WORK TO COMPLETE:
Each line of the material holding the word "CommitRange" must be identified and copied.

——

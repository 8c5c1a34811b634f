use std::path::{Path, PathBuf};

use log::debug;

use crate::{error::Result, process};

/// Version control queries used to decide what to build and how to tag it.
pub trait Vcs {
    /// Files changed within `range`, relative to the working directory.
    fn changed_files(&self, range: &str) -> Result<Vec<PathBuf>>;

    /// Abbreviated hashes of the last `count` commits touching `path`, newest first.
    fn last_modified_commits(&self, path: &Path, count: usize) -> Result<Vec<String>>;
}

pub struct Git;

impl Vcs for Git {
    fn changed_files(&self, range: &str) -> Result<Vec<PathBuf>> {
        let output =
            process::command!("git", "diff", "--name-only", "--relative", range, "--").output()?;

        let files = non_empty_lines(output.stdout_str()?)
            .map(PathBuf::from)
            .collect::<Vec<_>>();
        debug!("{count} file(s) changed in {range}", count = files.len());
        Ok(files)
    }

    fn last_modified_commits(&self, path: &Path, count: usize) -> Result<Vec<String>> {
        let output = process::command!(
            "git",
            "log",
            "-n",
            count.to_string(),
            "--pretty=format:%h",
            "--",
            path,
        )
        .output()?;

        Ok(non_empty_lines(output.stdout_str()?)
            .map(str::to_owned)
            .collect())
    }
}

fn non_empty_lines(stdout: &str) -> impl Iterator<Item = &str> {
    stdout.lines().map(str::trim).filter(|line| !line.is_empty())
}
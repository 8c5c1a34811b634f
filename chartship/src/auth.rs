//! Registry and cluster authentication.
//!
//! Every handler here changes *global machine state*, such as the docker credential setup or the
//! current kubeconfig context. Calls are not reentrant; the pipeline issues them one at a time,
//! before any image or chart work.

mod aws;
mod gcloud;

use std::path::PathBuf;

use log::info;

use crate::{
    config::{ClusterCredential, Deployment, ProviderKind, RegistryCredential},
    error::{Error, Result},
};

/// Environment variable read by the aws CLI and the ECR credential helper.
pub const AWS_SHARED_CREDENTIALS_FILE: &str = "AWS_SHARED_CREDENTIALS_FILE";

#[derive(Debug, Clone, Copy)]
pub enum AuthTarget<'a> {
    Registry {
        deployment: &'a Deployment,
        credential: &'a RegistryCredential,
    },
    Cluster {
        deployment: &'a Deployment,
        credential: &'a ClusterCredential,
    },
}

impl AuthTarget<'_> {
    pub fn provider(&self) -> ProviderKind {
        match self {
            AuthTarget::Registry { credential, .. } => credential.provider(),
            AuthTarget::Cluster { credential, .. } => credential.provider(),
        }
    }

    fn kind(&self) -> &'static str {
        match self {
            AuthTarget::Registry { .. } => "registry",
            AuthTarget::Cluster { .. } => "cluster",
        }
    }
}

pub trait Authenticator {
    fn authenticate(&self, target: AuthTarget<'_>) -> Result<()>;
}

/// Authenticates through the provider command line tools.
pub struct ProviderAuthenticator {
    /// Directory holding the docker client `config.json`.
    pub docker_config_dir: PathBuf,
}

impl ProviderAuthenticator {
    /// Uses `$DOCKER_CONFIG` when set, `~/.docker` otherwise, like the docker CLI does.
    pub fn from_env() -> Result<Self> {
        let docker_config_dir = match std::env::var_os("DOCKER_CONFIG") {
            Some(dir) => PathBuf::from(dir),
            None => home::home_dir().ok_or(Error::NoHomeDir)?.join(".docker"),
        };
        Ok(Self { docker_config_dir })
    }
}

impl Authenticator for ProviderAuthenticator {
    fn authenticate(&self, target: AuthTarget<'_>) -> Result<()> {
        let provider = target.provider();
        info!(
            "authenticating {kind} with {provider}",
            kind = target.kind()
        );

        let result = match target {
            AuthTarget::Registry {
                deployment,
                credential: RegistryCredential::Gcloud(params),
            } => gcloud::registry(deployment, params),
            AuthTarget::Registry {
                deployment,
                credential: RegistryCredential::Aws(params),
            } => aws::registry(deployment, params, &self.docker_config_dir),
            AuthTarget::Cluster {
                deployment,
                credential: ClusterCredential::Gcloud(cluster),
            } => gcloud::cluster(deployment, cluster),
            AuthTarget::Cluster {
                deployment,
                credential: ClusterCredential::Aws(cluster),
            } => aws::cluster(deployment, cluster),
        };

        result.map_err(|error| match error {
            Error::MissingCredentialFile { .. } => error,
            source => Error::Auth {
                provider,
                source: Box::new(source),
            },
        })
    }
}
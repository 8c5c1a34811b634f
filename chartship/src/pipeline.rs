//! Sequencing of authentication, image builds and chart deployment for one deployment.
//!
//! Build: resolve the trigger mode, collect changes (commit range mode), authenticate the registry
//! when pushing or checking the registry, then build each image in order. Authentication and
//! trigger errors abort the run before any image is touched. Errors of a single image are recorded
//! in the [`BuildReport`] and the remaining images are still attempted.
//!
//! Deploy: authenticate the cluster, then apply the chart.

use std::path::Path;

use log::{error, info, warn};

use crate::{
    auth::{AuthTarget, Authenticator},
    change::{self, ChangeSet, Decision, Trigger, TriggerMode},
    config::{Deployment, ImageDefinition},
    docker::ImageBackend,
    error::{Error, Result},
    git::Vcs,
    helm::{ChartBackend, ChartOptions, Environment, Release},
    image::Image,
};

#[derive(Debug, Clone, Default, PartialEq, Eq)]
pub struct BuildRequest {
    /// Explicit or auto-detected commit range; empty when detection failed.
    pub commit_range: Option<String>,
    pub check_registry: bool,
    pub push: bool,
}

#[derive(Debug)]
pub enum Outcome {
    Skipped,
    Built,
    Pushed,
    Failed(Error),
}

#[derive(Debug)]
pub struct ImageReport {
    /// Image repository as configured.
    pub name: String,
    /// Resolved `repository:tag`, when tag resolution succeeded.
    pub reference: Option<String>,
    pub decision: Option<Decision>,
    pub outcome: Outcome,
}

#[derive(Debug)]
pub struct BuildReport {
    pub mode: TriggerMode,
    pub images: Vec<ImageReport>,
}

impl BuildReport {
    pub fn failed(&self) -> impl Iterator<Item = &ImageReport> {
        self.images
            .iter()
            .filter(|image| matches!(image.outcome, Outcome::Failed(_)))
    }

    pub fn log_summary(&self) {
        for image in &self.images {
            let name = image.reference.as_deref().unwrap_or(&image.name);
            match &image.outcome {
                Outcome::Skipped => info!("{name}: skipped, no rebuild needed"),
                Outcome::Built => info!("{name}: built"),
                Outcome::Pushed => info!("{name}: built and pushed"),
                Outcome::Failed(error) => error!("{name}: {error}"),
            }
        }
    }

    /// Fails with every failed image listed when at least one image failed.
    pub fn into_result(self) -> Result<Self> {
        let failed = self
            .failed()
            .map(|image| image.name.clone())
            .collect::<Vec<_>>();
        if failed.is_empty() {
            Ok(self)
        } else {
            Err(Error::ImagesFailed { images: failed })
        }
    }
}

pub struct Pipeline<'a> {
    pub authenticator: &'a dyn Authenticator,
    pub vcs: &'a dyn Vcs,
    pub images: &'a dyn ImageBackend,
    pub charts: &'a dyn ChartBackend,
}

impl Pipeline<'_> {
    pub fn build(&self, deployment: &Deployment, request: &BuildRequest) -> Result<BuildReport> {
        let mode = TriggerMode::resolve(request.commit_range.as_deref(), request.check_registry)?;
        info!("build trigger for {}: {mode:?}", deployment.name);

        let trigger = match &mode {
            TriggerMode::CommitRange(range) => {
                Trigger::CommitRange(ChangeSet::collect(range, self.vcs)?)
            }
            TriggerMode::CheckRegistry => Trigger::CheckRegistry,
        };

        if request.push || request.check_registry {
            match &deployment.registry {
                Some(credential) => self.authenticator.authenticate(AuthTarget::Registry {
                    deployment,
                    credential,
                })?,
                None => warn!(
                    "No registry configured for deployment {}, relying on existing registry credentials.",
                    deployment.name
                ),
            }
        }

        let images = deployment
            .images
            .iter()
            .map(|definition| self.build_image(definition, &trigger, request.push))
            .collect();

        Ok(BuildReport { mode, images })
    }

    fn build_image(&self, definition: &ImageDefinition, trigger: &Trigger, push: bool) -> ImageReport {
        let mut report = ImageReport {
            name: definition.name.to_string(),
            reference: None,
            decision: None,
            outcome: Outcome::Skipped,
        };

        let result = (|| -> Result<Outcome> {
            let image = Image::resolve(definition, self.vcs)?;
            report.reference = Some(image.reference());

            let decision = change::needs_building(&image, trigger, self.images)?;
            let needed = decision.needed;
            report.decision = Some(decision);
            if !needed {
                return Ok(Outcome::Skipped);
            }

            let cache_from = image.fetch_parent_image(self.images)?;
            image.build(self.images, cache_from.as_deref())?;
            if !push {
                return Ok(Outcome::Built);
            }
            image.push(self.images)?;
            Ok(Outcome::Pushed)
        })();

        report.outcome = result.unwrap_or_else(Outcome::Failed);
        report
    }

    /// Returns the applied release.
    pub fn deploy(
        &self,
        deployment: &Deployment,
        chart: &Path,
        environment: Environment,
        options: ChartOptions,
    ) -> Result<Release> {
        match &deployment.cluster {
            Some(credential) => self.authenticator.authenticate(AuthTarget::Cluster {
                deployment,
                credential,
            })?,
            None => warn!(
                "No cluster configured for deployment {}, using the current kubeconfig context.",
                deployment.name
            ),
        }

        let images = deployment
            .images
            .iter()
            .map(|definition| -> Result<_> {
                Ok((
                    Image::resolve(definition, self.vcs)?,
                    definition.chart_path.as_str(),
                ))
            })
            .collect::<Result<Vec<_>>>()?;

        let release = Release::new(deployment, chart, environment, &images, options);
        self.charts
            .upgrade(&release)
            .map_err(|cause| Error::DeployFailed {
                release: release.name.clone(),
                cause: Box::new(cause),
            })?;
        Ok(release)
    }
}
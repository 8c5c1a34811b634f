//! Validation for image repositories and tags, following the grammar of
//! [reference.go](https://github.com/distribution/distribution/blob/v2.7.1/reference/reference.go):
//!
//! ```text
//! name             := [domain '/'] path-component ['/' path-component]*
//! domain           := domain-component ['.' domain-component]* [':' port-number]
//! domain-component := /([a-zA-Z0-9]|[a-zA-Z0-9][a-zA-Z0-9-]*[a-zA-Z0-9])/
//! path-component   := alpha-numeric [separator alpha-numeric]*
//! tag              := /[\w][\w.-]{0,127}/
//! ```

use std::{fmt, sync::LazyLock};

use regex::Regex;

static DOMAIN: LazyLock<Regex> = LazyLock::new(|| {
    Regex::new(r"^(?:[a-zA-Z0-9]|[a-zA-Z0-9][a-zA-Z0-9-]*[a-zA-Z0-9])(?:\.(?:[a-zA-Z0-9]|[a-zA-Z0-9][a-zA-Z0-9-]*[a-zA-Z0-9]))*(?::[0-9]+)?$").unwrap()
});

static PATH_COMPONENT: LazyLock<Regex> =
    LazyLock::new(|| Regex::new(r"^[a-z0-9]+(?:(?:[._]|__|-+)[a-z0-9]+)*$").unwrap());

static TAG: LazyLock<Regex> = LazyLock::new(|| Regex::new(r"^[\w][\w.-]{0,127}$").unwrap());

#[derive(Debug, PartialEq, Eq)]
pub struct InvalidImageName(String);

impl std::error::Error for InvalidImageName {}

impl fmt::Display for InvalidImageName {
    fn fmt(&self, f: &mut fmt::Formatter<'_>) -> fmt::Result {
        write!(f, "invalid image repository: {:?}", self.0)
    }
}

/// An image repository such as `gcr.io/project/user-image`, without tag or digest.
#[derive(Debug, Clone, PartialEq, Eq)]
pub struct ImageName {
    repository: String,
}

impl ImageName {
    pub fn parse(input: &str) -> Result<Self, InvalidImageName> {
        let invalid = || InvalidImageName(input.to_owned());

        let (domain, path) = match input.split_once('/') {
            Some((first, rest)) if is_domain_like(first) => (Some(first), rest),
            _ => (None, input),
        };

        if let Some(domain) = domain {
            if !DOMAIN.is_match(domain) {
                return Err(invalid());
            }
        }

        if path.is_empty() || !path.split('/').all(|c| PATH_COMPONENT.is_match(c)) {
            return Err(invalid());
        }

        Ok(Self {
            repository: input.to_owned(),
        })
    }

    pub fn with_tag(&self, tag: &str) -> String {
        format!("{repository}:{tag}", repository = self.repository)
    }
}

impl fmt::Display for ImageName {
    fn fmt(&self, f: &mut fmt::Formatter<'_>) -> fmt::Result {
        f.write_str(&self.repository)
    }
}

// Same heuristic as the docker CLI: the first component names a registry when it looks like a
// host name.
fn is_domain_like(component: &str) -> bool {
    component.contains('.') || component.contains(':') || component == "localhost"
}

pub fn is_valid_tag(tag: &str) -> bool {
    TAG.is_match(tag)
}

——

ANSWER TO THIS EXERCISE:
            TriggerMode::CommitRange(range) => {
                Trigger::CommitRange(ChangeSet::collect(range, self.vcs)?)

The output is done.